No it isn’t, but there is some truth in it somehow.
These people have seen what cancer does up close and personal. In later stages, in terminal stages — when death is nearby. And it ain’t good.
My girlfriend is a urologist, and she actively attends the Multidisciplinary Oncology Consult meetings, where the participants discuss their cancer patients with colleagues. And I can tell you: death is part of the job, and so is pain and despair.
So when I told my girlfriend that I had met my ex-wife, who we knew had breast cancer in some undefined stage, and told her what I had seen, she wasn’t shocked at all.
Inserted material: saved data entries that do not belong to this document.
use std::sync::Arc;
use std::time::Duration;

use crate::selector::{ResponseSelector, Topic};
use crate::session::{ConversationSession, ConversationTurn};

// ---------------------------------------------------------------------------
// Responder
// ---------------------------------------------------------------------------

/// Anything that can answer a chat query with a single block of text.
pub trait Responder: Send + Sync + std::fmt::Debug {
    fn respond(&self, query: &str) -> String;

    /// Short label for logging which branch answered.
    fn topic(&self, _query: &str) -> Option<Topic> {
        None
    }
}

/// Answers from the canned keyword table.
#[derive(Debug, Clone, Copy, Default)]
pub struct CannedResponder {
    selector: ResponseSelector,
}

impl CannedResponder {
    pub fn new() -> Self {
        Self {
            selector: ResponseSelector::new(),
        }
    }
}

impl Responder for CannedResponder {
    fn respond(&self, query: &str) -> String {
        self.selector.select(query).to_string()
    }

    fn topic(&self, query: &str) -> Option<Topic> {
        Some(self.selector.classify(query))
    }
}

// ---------------------------------------------------------------------------
// ThinkingDelay
// ---------------------------------------------------------------------------

/// Cosmetic pause before a reply is shown. Has no effect on which reply is
/// chosen.
#[derive(Debug, Clone, Copy, PartialEq, Eq)]
pub struct ThinkingDelay(Duration);

impl ThinkingDelay {
    pub const DEFAULT: ThinkingDelay = ThinkingDelay(Duration::from_millis(1_000));

    pub fn new(delay: Duration) -> Self {
        Self(delay)
    }

    pub fn none() -> Self {
        Self(Duration::ZERO)
    }

    pub fn duration(&self) -> Duration {
        self.0
    }

    pub fn is_zero(&self) -> bool {
        self.0.is_zero()
    }
}

impl Default for ThinkingDelay {
    fn default() -> Self {
        Self::DEFAULT
    }
}

// ---------------------------------------------------------------------------
// ChatEngine
// ---------------------------------------------------------------------------

/// Synchronous question/answer over a caller-owned session.
#[derive(Debug, Clone)]
pub struct ChatEngine {
    responder: Arc<dyn Responder>,
}

impl ChatEngine {
    pub fn new() -> Self {
        Self::with_responder(Arc::new(CannedResponder::new()))
    }

    pub fn with_responder(responder: Arc<dyn Responder>) -> Self {
        Self { responder }
    }

    pub fn responder(&self) -> Arc<dyn Responder> {
        Arc::clone(&self.responder)
    }

    /// Append the user's query and the reply to `session`, returning the reply
    /// turn.
    pub fn ask<'s>(
        &self,
        session: &'s mut ConversationSession,
        query: &str,
    ) -> &'s ConversationTurn {
        session.push_user(query);
        let reply = self.responder.respond(query);
        tracing::debug!(
            session = %session.id,
            topic = ?self.responder.topic(query),
            "answered query"
        );
        session.push_assistant(&reply)
    }
}

impl Default for ChatEngine {
    fn default() -> Self {
        Self::new()
    }
}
My ex had been standing less than one meter away — this shadow of a person I once knew very well and loved — and now I could barely recognize her at all. The eyes were empty, the once so much praised hair was dead, the facial skin was pebbly, and its color was yellow. I think the shadow noticed me as well, but it lacked any emotion, as if it was beyond that.
And when I watched her while I was having a coffee and working on my portable, she barely moved. Gazing at her cell phone without seeing anything, because there was nothing left to see. She was waiting for her young son, who would be without a mother in a couple of months.
My girlfriend and her colleagues see such patients at a frequent (though luckily not daily) basis — patients who are beyond therapy, patients who are getting constricted in death’s cold embrace. Just like my ex-wife was.
And I think most of them won’t wait so long before making some proper arrangements, so that they can gracefully leave in peace, instead of rotting away as a ghost, and leave in a mist of excruciating physical and mental pain which even the strongest medicine cannot control anymore. Just like my ex-wife did.
When a patient is diagnosed in a terminally advanced stage of cancer, patients often are convinced that they are entering a fight, while the fight is actually already over.